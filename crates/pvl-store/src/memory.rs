use std::sync::{RwLock, RwLockReadGuard, RwLockWriteGuard};

use pvl_types::{Digest, Position, Record};

use crate::error::{StoreError, StoreResult};
use crate::index::RecordIndex;
use crate::traits::RecordStore;

/// In-memory record store.
///
/// Intended for tests and embedding. Records live in a position-ordered map
/// behind a `RwLock`; an insert checks uniqueness and publishes the record
/// under a single write guard, so readers see either all of it or nothing.
pub struct InMemoryRecordStore {
    inner: RwLock<RecordIndex>,
}

impl InMemoryRecordStore {
    /// Create a new empty in-memory store.
    pub fn new() -> Self {
        Self {
            inner: RwLock::new(RecordIndex::default()),
        }
    }

    /// Overwrite a stored record in place, ignoring immutability.
    ///
    /// Simulates tampering so chain validation can be exercised. Only built
    /// for tests or with the `test-util` feature. Returns `false` if no
    /// record occupies `record.position`.
    #[cfg(any(test, feature = "test-util"))]
    pub fn replace_unchecked(&self, record: Record) -> StoreResult<bool> {
        Ok(self.write_guard()?.replace(record))
    }

    fn read_guard(&self) -> StoreResult<RwLockReadGuard<'_, RecordIndex>> {
        self.inner
            .read()
            .map_err(|_| StoreError::Unavailable("record store read lock poisoned".into()))
    }

    fn write_guard(&self) -> StoreResult<RwLockWriteGuard<'_, RecordIndex>> {
        self.inner
            .write()
            .map_err(|_| StoreError::Unavailable("record store write lock poisoned".into()))
    }
}

impl Default for InMemoryRecordStore {
    fn default() -> Self {
        Self::new()
    }
}

impl RecordStore for InMemoryRecordStore {
    fn tail(&self) -> StoreResult<Option<Record>> {
        Ok(self.read_guard()?.tail().cloned())
    }

    fn get(&self, position: Position) -> StoreResult<Option<Record>> {
        Ok(self.read_guard()?.get(position).cloned())
    }

    fn get_by_digest(&self, digest: &Digest) -> StoreResult<Option<Record>> {
        Ok(self.read_guard()?.get_by_digest(digest).cloned())
    }

    fn insert(&self, record: &Record) -> StoreResult<()> {
        let mut index = self.write_guard()?;
        index.check_insert(record)?;
        index.insert_checked(record.clone());
        Ok(())
    }

    fn scan(&self) -> StoreResult<Vec<Record>> {
        Ok(self.read_guard()?.records().cloned().collect())
    }

    fn len(&self) -> StoreResult<u64> {
        Ok(self.read_guard()?.len() as u64)
    }
}

impl std::fmt::Debug for InMemoryRecordStore {
    fn fmt(&self, f: &mut std::fmt::Formatter<'_>) -> std::fmt::Result {
        let count = self.read_guard().map(|i| i.len()).unwrap_or(0);
        f.debug_struct("InMemoryRecordStore")
            .field("record_count", &count)
            .finish()
    }
}

#[cfg(test)]
mod tests {
    use super::*;
    use crate::test_support::chain;
    use std::sync::Arc;

    #[test]
    fn insert_and_read_back() {
        let store = InMemoryRecordStore::new();
        let records = chain(3);
        for r in &records {
            store.insert(r).unwrap();
        }

        assert_eq!(store.len().unwrap(), 3);
        assert_eq!(store.get(1).unwrap().unwrap(), records[1]);
        assert_eq!(store.tail().unwrap().unwrap(), records[2]);
        assert_eq!(
            store.get_by_digest(&records[0].digest).unwrap().unwrap(),
            records[0]
        );
        assert_eq!(store.scan().unwrap(), records);
    }

    #[test]
    fn empty_store() {
        let store = InMemoryRecordStore::new();
        assert!(store.is_empty().unwrap());
        assert!(store.tail().unwrap().is_none());
        assert!(store.get(0).unwrap().is_none());
        assert!(store.scan().unwrap().is_empty());
    }

    #[test]
    fn duplicate_position_is_a_conflict() {
        let store = InMemoryRecordStore::new();
        let records = chain(2);
        store.insert(&records[0]).unwrap();

        let mut rival = records[1].clone();
        rival.position = 0;
        let err = store.insert(&rival).unwrap_err();
        assert!(matches!(err, StoreError::PositionTaken(0)));
        assert!(err.is_conflict());
        assert_eq!(store.len().unwrap(), 1);
    }

    #[test]
    fn duplicate_digest_is_a_conflict() {
        let store = InMemoryRecordStore::new();
        let records = chain(2);
        store.insert(&records[0]).unwrap();

        let mut copy = records[0].clone();
        copy.position = 1;
        let err = store.insert(&copy).unwrap_err();
        assert!(matches!(err, StoreError::DuplicateDigest(_)));
        assert!(err.is_conflict());
    }

    #[test]
    fn gaps_are_rejected() {
        let store = InMemoryRecordStore::new();
        let records = chain(3);
        store.insert(&records[0]).unwrap();

        let err = store.insert(&records[2]).unwrap_err();
        assert!(matches!(
            err,
            StoreError::OutOfOrder {
                expected: 1,
                found: 2
            }
        ));
    }

    #[test]
    fn replace_unchecked_swaps_digest_index() {
        let store = InMemoryRecordStore::new();
        let records = chain(2);
        for r in &records {
            store.insert(r).unwrap();
        }

        let mut forged = records[1].clone();
        forged.digest = Digest::from_bytes([0xee; 32]);
        assert!(store.replace_unchecked(forged.clone()).unwrap());
        assert!(store.get_by_digest(&records[1].digest).unwrap().is_none());
        assert_eq!(store.get_by_digest(&forged.digest).unwrap().unwrap(), forged);

        let mut missing = forged;
        missing.position = 9;
        assert!(!store.replace_unchecked(missing).unwrap());
    }

    #[test]
    fn works_through_arc_and_box() {
        let shared: Arc<dyn RecordStore> = Arc::new(InMemoryRecordStore::new());
        let boxed: Box<dyn RecordStore> = Box::new(InMemoryRecordStore::new());
        let records = chain(1);
        shared.insert(&records[0]).unwrap();
        boxed.insert(&records[0]).unwrap();
        assert_eq!(shared.len().unwrap(), 1);
        assert_eq!(boxed.len().unwrap(), 1);
    }

    #[test]
    fn debug_shows_count() {
        let store = InMemoryRecordStore::new();
        store.insert(&chain(1)[0]).unwrap();
        assert!(format!("{store:?}").contains("record_count: 1"));
    }
}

(Problem to solve)
From the listing above, return each line with the word "forged".

(Task answer)
        let mut forged = records[1].clone();
        forged.digest = Digest::from_bytes([0xee; 32]);
        assert!(store.replace_unchecked(forged.clone()).unwrap());
        assert_eq!(store.get_by_digest(&forged.digest).unwrap().unwrap(), forged);
        let mut missing = forged;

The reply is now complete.